Where does the word "TunnelList" occur in the entries below? Copy every line that has it.

Stored items
##############################

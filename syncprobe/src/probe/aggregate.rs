use std::collections::BTreeMap;

use super::iteration::RecordSnapshot;
use super::phase::PhaseKind;

#[derive(Debug, Clone, Copy, PartialEq)]
pub struct IterationTiming {
    pub id: u64,
    pub from_start: f64,
    pub from_completion: f64,
}

impl IterationTiming {
    /// Seconds from action start and action completion to observation, or
    /// `None` while any of the three stamps is missing.
    pub fn from_record(record: &RecordSnapshot, phase: PhaseKind) -> Option<Self> {
        let stamps = phase.stamps();
        let started = record.get(stamps.started)?;
        let completed = record.get(stamps.completed)?;
        let observed = record.get(stamps.observed)?;
        Some(Self {
            id: record.id,
            from_start: (observed - started).as_seconds_f64(),
            from_completion: (observed - completed).as_seconds_f64(),
        })
    }
}

#[derive(Debug, Default, Clone, Copy)]
struct PhaseTotals {
    from_start: f64,
    from_completion: f64,
}

#[derive(Debug, Default)]
pub struct Aggregator {
    totals: BTreeMap<PhaseKind, PhaseTotals>,
}

impl Aggregator {
    pub fn new() -> Self {
        Self::default()
    }

    pub fn record(&mut self, phase: PhaseKind, timing: &IterationTiming) {
        let totals = self.totals.entry(phase).or_default();
        totals.from_start += timing.from_start;
        totals.from_completion += timing.from_completion;
    }

    pub fn average_from_start(&self, phase: PhaseKind, iterations: usize) -> Option<f64> {
        self.average(phase, iterations, |totals| totals.from_start)
    }

    pub fn average_from_completion(&self, phase: PhaseKind, iterations: usize) -> Option<f64> {
        self.average(phase, iterations, |totals| totals.from_completion)
    }

    fn average(
        &self,
        phase: PhaseKind,
        iterations: usize,
        pick: impl Fn(&PhaseTotals) -> f64,
    ) -> Option<f64> {
        if iterations == 0 {
            return None;
        }
        let totals = self.totals.get(&phase)?;
        Some(round2(pick(totals) / iterations as f64))
    }

    /// Summary lines for every phase that recorded timings, in phase order.
    pub fn summary_lines(&self, iterations: usize) -> Vec<String> {
        let mut lines = Vec::new();
        for phase in self.totals.keys() {
            let (Some(start), Some(completion)) = (
                self.average_from_start(*phase, iterations),
                self.average_from_completion(*phase, iterations),
            ) else {
                continue;
            };
            lines.push(format!(
                "Average {} from start of {}: {start:.2}s",
                phase.summary_subject(),
                phase.action_noun()
            ));
            lines.push(format!(
                "Average {} from {} complete: {completion:.2}s",
                phase.summary_subject(),
                phase.action_noun()
            ));
        }
        lines
    }
}

pub fn round2(value: f64) -> f64 {
    (value * 100.0).round() / 100.0
}
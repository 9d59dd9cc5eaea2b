use reqwest::{Client, StatusCode};
use serde::{Deserialize, Serialize};
use thiserror::Error;
use url::Url;

const DEFAULT_BASE_URL: &str = "https://www.googleapis.com";
const FOLDER_MIME_TYPE: &str = "application/vnd.google-apps.folder";
const FILE_FIELDS: &str = "id,name,mimeType";
const PAGE_SIZE: &str = "100";

/// Id Google Drive accepts as an alias for "My Drive".
pub const ROOT_FOLDER_ID: &str = "root";

#[derive(Debug, Error)]
pub enum DriveError {
    #[error("request failed: {0}")]
    Request(#[from] reqwest::Error),
    #[error("invalid url: {0}")]
    Url(#[from] url::ParseError),
    #[error("api returned {status}: {body}")]
    Api { status: StatusCode, body: String },
}

#[derive(Clone)]
pub struct DriveClient {
    http: Client,
    base_url: Url,
    token: String,
}

impl DriveClient {
    pub fn new(token: impl Into<String>) -> Result<Self, DriveError> {
        Self::with_base_url(DEFAULT_BASE_URL, token)
    }

    pub fn with_base_url(base_url: &str, token: impl Into<String>) -> Result<Self, DriveError> {
        Ok(Self {
            http: Client::new(),
            base_url: Url::parse(base_url)?,
            token: token.into(),
        })
    }

    pub async fn find_folder(
        &self,
        parent_id: &str,
        name: &str,
    ) -> Result<Option<DriveFile>, DriveError> {
        let query = format!(
            "'{}' in parents and name = '{}' and mimeType = '{FOLDER_MIME_TYPE}' and trashed = false",
            escape_query(parent_id),
            escape_query(name)
        );
        let mut files = self.list_matching(&query).await?;
        Ok(if files.is_empty() {
            None
        } else {
            Some(files.swap_remove(0))
        })
    }

    pub async fn create_folder(&self, parent_id: &str, name: &str) -> Result<DriveFile, DriveError> {
        self.create_metadata(&NewFile {
            name,
            mime_type: FOLDER_MIME_TYPE,
            parents: [parent_id],
        })
        .await
    }

    /// Creates the file entry first, then sends its content through the media upload endpoint.
    pub async fn upload_text(
        &self,
        parent_id: &str,
        name: &str,
        content: &str,
    ) -> Result<DriveFile, DriveError> {
        let created = self
            .create_metadata(&NewFile {
                name,
                mime_type: "text/plain",
                parents: [parent_id],
            })
            .await?;
        let mut url = self.endpoint(&format!("/upload/drive/v3/files/{}", created.id))?;
        url.query_pairs_mut()
            .append_pair("uploadType", "media")
            .append_pair("fields", FILE_FIELDS);
        let response = self
            .http
            .patch(url)
            .bearer_auth(&self.token)
            .header("Content-Type", "text/plain")
            .body(content.to_string())
            .send()
            .await?;
        Self::handle_response(response).await
    }

    pub async fn list_children(&self, parent_id: &str) -> Result<Vec<DriveFile>, DriveError> {
        let query = format!("'{}' in parents and trashed = false", escape_query(parent_id));
        self.list_matching(&query).await
    }

    pub async fn delete(&self, file_id: &str) -> Result<(), DriveError> {
        let url = self.endpoint(&format!("/drive/v3/files/{file_id}"))?;
        let response = self
            .http
            .delete(url)
            .bearer_auth(&self.token)
            .send()
            .await?;
        if response.status().is_success() {
            return Ok(());
        }
        let status = response.status();
        let body = response.text().await.unwrap_or_default();
        Err(DriveError::Api { status, body })
    }

    async fn list_matching(&self, query: &str) -> Result<Vec<DriveFile>, DriveError> {
        let mut files = Vec::new();
        let mut page_token: Option<String> = None;
        loop {
            let mut url = self.endpoint("/drive/v3/files")?;
            {
                let mut qp = url.query_pairs_mut();
                qp.append_pair("q", query);
                qp.append_pair("fields", &format!("nextPageToken,files({FILE_FIELDS})"));
                qp.append_pair("pageSize", PAGE_SIZE);
                if let Some(token) = page_token.as_deref() {
                    qp.append_pair("pageToken", token);
                }
            }
            let response = self
                .http
                .get(url)
                .bearer_auth(&self.token)
                .send()
                .await?;
            let page: FileList = Self::handle_response(response).await?;
            files.extend(page.files);
            match page.next_page_token {
                Some(token) if !token.is_empty() => page_token = Some(token),
                _ => break,
            }
        }
        Ok(files)
    }

    async fn create_metadata(&self, file: &NewFile<'_>) -> Result<DriveFile, DriveError> {
        let mut url = self.endpoint("/drive/v3/files")?;
        url.query_pairs_mut().append_pair("fields", FILE_FIELDS);
        let response = self
            .http
            .post(url)
            .bearer_auth(&self.token)
            .json(file)
            .send()
            .await?;
        Self::handle_response(response).await
    }

    fn endpoint(&self, path: &str) -> Result<Url, DriveError> {
        Ok(self.base_url.join(path)?)
    }

    async fn handle_response<T: serde::de::DeserializeOwned>(
        response: reqwest::Response,
    ) -> Result<T, DriveError> {
        if response.status().is_success() {
            Ok(response.json::<T>().await?)
        } else {
            let status = response.status();
            let body = response.text().await.unwrap_or_default();
            Err(DriveError::Api { status, body })
        }
    }
}

fn escape_query(value: &str) -> String {
    value.replace('\\', "\\\\").replace('\'', "\\'")
}

#[derive(Serialize)]
#[serde(rename_all = "camelCase")]
struct NewFile<'a> {
    name: &'a str,
    mime_type: &'a str,
    parents: [&'a str; 1],
}

#[derive(Debug, Deserialize)]
#[serde(rename_all = "camelCase")]
struct FileList {
    #[serde(default)]
    files: Vec<DriveFile>,
    #[serde(default)]
    next_page_token: Option<String>,
}

#[derive(Debug, Clone, Deserialize, Serialize, PartialEq, Eq)]
#[serde(rename_all = "camelCase")]
pub struct DriveFile {
    pub id: String,
    pub name: String,
    #[serde(default)]
    pub mime_type: Option<String>,
}

impl DriveFile {
    pub fn is_folder(&self) -> bool {
        self.mime_type.as_deref() == Some(FOLDER_MIME_TYPE)
    }
}
pub mod browser;
pub mod callback_server;
pub mod probe;
pub mod run;
pub mod tunnel;
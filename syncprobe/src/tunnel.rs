use std::process::Stdio;
use std::time::Duration;

use serde::Deserialize;
use thiserror::Error;
use tokio::process::{Child, Command};
use tracing::{debug, info, warn};
use url::Url;

const AGENT_POLL_INTERVAL: Duration = Duration::from_millis(500);
const AGENT_STARTUP_TIMEOUT: Duration = Duration::from_secs(15);

#[derive(Debug, Error)]
pub enum TunnelError {
    #[error("failed to spawn tunnel binary {bin}: {source}")]
    Spawn {
        bin: String,
        #[source]
        source: std::io::Error,
    },
    #[error("tunnel agent request failed: {0}")]
    Request(#[from] reqwest::Error),
    #[error("invalid tunnel url: {0}")]
    Url(#[from] url::ParseError),
    #[error("tunnel agent did not report an https tunnel within {0:?}")]
    NoPublicUrl(Duration),
}

#[derive(Debug, Deserialize)]
struct TunnelList {
    #[serde(default)]
    tunnels: Vec<TunnelInfo>,
}

#[derive(Debug, Deserialize)]
struct TunnelInfo {
    public_url: String,
    #[serde(default)]
    proto: String,
}

/// Public https endpoint forwarding to the local callback server.
pub struct Tunnel {
    public_url: Url,
    child: Option<Child>,
}

impl Tunnel {
    /// Uses a tunnel the operator already runs.
    pub fn external(public_url: &str) -> Result<Self, TunnelError> {
        Ok(Self {
            public_url: Url::parse(public_url.trim_end_matches('/'))?,
            child: None,
        })
    }

    /// Spawns `ngrok http <port>` and waits until its agent API reports the
    /// https tunnel.
    pub async fn start_ngrok(bin: &str, agent_api: &str, port: u16) -> Result<Self, TunnelError> {
        let mut child = Command::new(bin)
            .args(["http", &port.to_string(), "--log", "stdout"])
            .stdin(Stdio::null())
            .stdout(Stdio::null())
            .stderr(Stdio::null())
            .kill_on_drop(true)
            .spawn()
            .map_err(|source| TunnelError::Spawn {
                bin: bin.to_string(),
                source,
            })?;

        let http = reqwest::Client::builder()
            .timeout(Duration::from_secs(2))
            .build()?;
        let deadline = tokio::time::Instant::now() + AGENT_STARTUP_TIMEOUT;
        loop {
            match fetch_public_url(&http, agent_api).await {
                Ok(Some(public_url)) => {
                    info!(url = %public_url, "tunnel established");
                    return Ok(Self {
                        public_url,
                        child: Some(child),
                    });
                }
                Ok(None) => debug!("tunnel agent has no https tunnel yet"),
                Err(err) => debug!(error = %err, "tunnel agent not reachable yet"),
            }
            if tokio::time::Instant::now() >= deadline {
                let _ = child.kill().await;
                return Err(TunnelError::NoPublicUrl(AGENT_STARTUP_TIMEOUT));
            }
            tokio::time::sleep(AGENT_POLL_INTERVAL).await;
        }
    }

    pub fn public_url(&self) -> &Url {
        &self.public_url
    }

    /// Absolute URL of `path` behind the tunnel.
    pub fn endpoint(&self, path: &str) -> String {
        format!(
            "{}/{}",
            self.public_url.as_str().trim_end_matches('/'),
            path.trim_start_matches('/')
        )
    }

    pub async fn stop(mut self) {
        if let Some(mut child) = self.child.take() {
            if let Err(err) = child.kill().await {
                warn!(error = %err, "failed to stop tunnel process");
            } else {
                info!("tunnel stopped");
            }
        }
    }
}

/// Reads the first https tunnel from the agent's `/api/tunnels` listing.
pub async fn fetch_public_url(
    http: &reqwest::Client,
    agent_api: &str,
) -> Result<Option<Url>, TunnelError> {
    let endpoint = format!("{}/api/tunnels", agent_api.trim_end_matches('/'));
    let list = http
        .get(endpoint)
        .send()
        .await?
        .error_for_status()?
        .json::<TunnelList>()
        .await?;
    let https = list
        .tunnels
        .into_iter()
        .find(|tunnel| tunnel.proto == "https" || tunnel.public_url.starts_with("https://"));
    match https {
        Some(tunnel) => Ok(Some(Url::parse(&tunnel.public_url)?)),
        None => Ok(None),
    }
}
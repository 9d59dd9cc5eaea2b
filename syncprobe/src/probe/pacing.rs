use rand::Rng;
use std::time::Duration;

/// Randomised pause between iterations, a whole number of seconds in `[0, range)`.
#[derive(Debug, Clone, Copy)]
pub struct Pacing {
    range_secs: u64,
}

impl Pacing {
    pub fn new(range_secs: u64) -> Self {
        Self { range_secs }
    }

    pub fn none() -> Self {
        Self::new(0)
    }

    pub fn range_secs(&self) -> u64 {
        self.range_secs
    }

    pub fn pause_with_rng<R: Rng + ?Sized>(&self, rng: &mut R) -> Duration {
        if self.range_secs == 0 {
            return Duration::ZERO;
        }
        Duration::from_secs(rng.gen_range(0..self.range_secs))
    }
}

#[cfg(test)]
mod tests {
    use super::*;
    use rand::SeedableRng;
    use rand::rngs::StdRng;

    #[test]
    fn pauses_stay_below_range() {
        let pacing = Pacing::new(15);
        let mut rng = StdRng::seed_from_u64(7);
        for _ in 0..500 {
            assert!(pacing.pause_with_rng(&mut rng) < Duration::from_secs(15));
        }
    }

    #[test]
    fn pauses_are_whole_seconds_and_vary() {
        let pacing = Pacing::new(15);
        let mut rng = StdRng::seed_from_u64(42);
        let pauses: Vec<_> = (0..50).map(|_| pacing.pause_with_rng(&mut rng)).collect();
        assert!(pauses.iter().all(|pause| pause.subsec_nanos() == 0));
        assert!(pauses.iter().any(|pause| *pause != pauses[0]));
    }

    #[test]
    fn zero_range_never_pauses() {
        let mut rng = StdRng::seed_from_u64(1);
        assert_eq!(Pacing::none().pause_with_rng(&mut rng), Duration::ZERO);
    }
}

##############################

→ **Task solution**:
struct TunnelList {
        .json::<TunnelList>()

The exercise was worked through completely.